Kings Langley is served by several government schools. Two primary schools are located in the suburb: Vardys Road Primary School on Vardys Road (established in 1959) and Kings Langley Public School (established in 1981) on Isaac Smith Parade. There is no high school in Kings Langley, but the suburb falls in the catchment area for St Andrews in Marayong, Patrician Brothers Blacktown, Nagle College, Blacktown Boys High School, Blacktown Girls High School and Seven Hills High School. Many parents in Kings Langley choose to have their children educated in nearby at Crestwood High School and Model Farms High School.

== Demographics ==
According to the of Population, there were 9,354 people in Kings Langley.

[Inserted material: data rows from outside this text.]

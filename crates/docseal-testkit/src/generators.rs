//! Proptest generators for property-based testing.

use proptest::prelude::*;

use docseal_core::{
    AccessControlCondition, AccessPolicy, Blake3Hash, ChainAddress, Comparator, DocumentMeta,
    ReturnValueTest, WalletSigner, CALLER_ADDRESS_PLACEHOLDER,
};

/// Generate a random wallet signer.
pub fn wallet_signer() -> impl Strategy<Value = WalletSigner> {
    any::<[u8; 32]>().prop_map(|seed| WalletSigner::from_seed(&seed))
}

/// Generate a random chain address.
pub fn chain_address() -> impl Strategy<Value = ChainAddress> {
    any::<[u8; 20]>().prop_map(ChainAddress::from_bytes)
}

/// Generate a random Blake3Hash.
pub fn blake3_hash() -> impl Strategy<Value = Blake3Hash> {
    any::<[u8; 32]>().prop_map(Blake3Hash::from_bytes)
}

/// Generate a chain name.
pub fn chain() -> impl Strategy<Value = String> {
    prop_oneof![
        Just("ethereum".to_string()),
        Just("polygon".to_string()),
        Just("base".to_string()),
        Just("sepolia".to_string()),
    ]
}

/// Generate document bytes of specified max length.
pub fn payload(max_len: usize) -> impl Strategy<Value = Vec<u8>> {
    prop::collection::vec(any::<u8>(), 0..=max_len)
}

/// Generate a file name with a known extension.
pub fn file_name() -> impl Strategy<Value = String> {
    let ext = prop_oneof![Just("pdf"), Just("png"), Just("jpg"), Just("txt")];
    ("[a-z][a-z0-9_-]{0,12}", ext).prop_map(|(stem, ext)| format!("{stem}.{ext}"))
}

/// Generate document metadata, sometimes empty.
pub fn document_meta() -> impl Strategy<Value = DocumentMeta> {
    prop_oneof![
        Just(DocumentMeta::default()),
        file_name().prop_map(DocumentMeta::for_file),
    ]
}

/// Generate a base-coin access condition admitting one address.
pub fn condition() -> impl Strategy<Value = AccessControlCondition> {
    let comparator = prop_oneof![Just(Comparator::Equal), Just(Comparator::NotEqual)];
    (chain_address(), chain(), comparator).prop_map(|(address, chain, comparator)| {
        AccessControlCondition {
            contract_address: String::new(),
            standard_contract_type: String::new(),
            chain,
            method: String::new(),
            parameters: vec![CALLER_ADDRESS_PLACEHOLDER.to_string()],
            return_value_test: ReturnValueTest {
                comparator,
                value: address.to_string(),
            },
        }
    })
}

/// Generate a non-empty access policy.
pub fn access_policy() -> impl Strategy<Value = AccessPolicy> {
    prop::collection::vec(condition(), 1..4).prop_map(AccessPolicy::new)
}

/// Generate a single-recipient policy.
pub fn single_recipient_policy() -> impl Strategy<Value = AccessPolicy> {
    (chain_address(), chain())
        .prop_map(|(recipient, chain)| AccessPolicy::single_recipient(&recipient, &chain))
}

/// Parameters for one sealed-document scenario.
#[derive(Debug, Clone)]
pub struct SealParams {
    pub recipient_seed: [u8; 32],
    pub chain: String,
    pub document: Vec<u8>,
    pub meta: DocumentMeta,
}

impl SealParams {
    /// The recipient's wallet.
    pub fn recipient(&self) -> WalletSigner {
        WalletSigner::from_seed(&self.recipient_seed)
    }

    /// The policy admitting exactly the recipient.
    pub fn policy(&self) -> AccessPolicy {
        AccessPolicy::single_recipient(&self.recipient().address(), &self.chain)
    }
}

impl Arbitrary for SealParams {
    type Parameters = ();
    type Strategy = BoxedStrategy<Self>;

    fn arbitrary_with(_: Self::Parameters) -> Self::Strategy {
        (any::<[u8; 32]>(), chain(), payload(512), document_meta())
            .prop_map(|(recipient_seed, chain, document, meta)| SealParams {
                recipient_seed,
                chain,
                document,
                meta,
            })
            .boxed()
    }
}
//! The key-custody network abstraction.
//!
//! [`KeyNetwork`] is the seam between the client and a real network:
//! implemented over HTTP by [`crate::http::HttpNetwork`] and in-process by
//! [`crate::stub::StubNetwork`] for tests.

use async_trait::async_trait;
use serde::{Deserialize, Serialize};

use crate::crypto::X25519PublicKey;
use crate::error::Result;
use crate::messages::{
    ChallengeId, DecryptRequest, SessionChallenge, SessionCredential, SessionRequest,
    SignInStatement,
};
use docseal_core::WalletSignature;

/// The chain every condition list is evaluated against.
pub const DEFAULT_CHAIN: &str = "ethereum";

/// What the network hands out when a connection is established.
#[derive(Debug, Clone, Serialize, Deserialize)]
pub struct NetworkInfo {
    /// The network's X25519 key that payloads are sealed toward.
    pub sealing_key: X25519PublicKey,
    /// URI signed statements must be addressed to.
    pub session_uri: String,
    /// Chain the network evaluates conditions on.
    pub chain: String,
}

/// Client-side network configuration.
#[derive(Debug, Clone)]
pub struct NetworkConfig {
    /// Chain conditions are written and evaluated against.
    pub chain: String,
}

impl NetworkConfig {
    pub fn new(chain: impl Into<String>) -> Self {
        Self {
            chain: chain.into(),
        }
    }
}

impl Default for NetworkConfig {
    fn default() -> Self {
        Self::new(DEFAULT_CHAIN)
    }
}

/// A key-custody network the client can talk to.
///
/// All calls other than [`fetch_network_info`](Self::fetch_network_info)
/// assume an established connection; the handle in
/// [`crate::connection::NetworkHandle`] enforces that ordering.
#[async_trait]
pub trait KeyNetwork: Send + Sync {
    /// Dial the network and fetch its connection info.
    async fn fetch_network_info(&self) -> Result<NetworkInfo>;

    /// Handshake step one: request a session, receive a challenge.
    async fn begin_session(&self, request: &SessionRequest) -> Result<SessionChallenge>;

    /// Handshake step two: present the signed statement, receive a
    /// credential.
    async fn complete_session(
        &self,
        challenge_id: &ChallengeId,
        statement: &SignInStatement,
        signature: &WalletSignature,
    ) -> Result<SessionCredential>;

    /// Submit a sealed payload for decryption. The network re-verifies the
    /// credential and re-evaluates the conditions before opening anything.
    async fn open_sealed(&self, request: &DecryptRequest) -> Result<Vec<u8>>;

    /// Tear down network-side state. Called once per connection by the
    /// owning handle.
    async fn disconnect(&self) -> Result<()> {
        Ok(())
    }
}

// Lets independently-owned handles share one network client.
#[async_trait]
impl<N: KeyNetwork + ?Sized> KeyNetwork for std::sync::Arc<N> {
    async fn fetch_network_info(&self) -> Result<NetworkInfo> {
        (**self).fetch_network_info().await
    }

    async fn begin_session(&self, request: &SessionRequest) -> Result<SessionChallenge> {
        (**self).begin_session(request).await
    }

    async fn complete_session(
        &self,
        challenge_id: &ChallengeId,
        statement: &SignInStatement,
        signature: &WalletSignature,
    ) -> Result<SessionCredential> {
        (**self).complete_session(challenge_id, statement, signature).await
    }

    async fn open_sealed(&self, request: &DecryptRequest) -> Result<Vec<u8>> {
        (**self).open_sealed(request).await
    }

    async fn disconnect(&self) -> Result<()> {
        (**self).disconnect().await
    }
}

- Aboriginal and Torres Strait Islander people made up 1.0% of the population.
- 69.8% of people were born in Australia. The next most common countries of birth were India 3.6%, England 3.0%, China 2.5%, New Zealand 1.6% and Philippines 1.0%.
- 73.5% of people spoke only English at home. Other languages spoken at home included Mandarin 3.2%, Cantonese 1.5%, Tamil 1.3%, Spanish 1.2% and Arabic 1.2%.
- The most common responses for religion were Catholic 29.7%, No Religion 27.0% and Anglican 14.7%.
- Unemployment was recorded at 3.8%.
- Median family income was $2,694 per week compared to the Australian median of $2,120.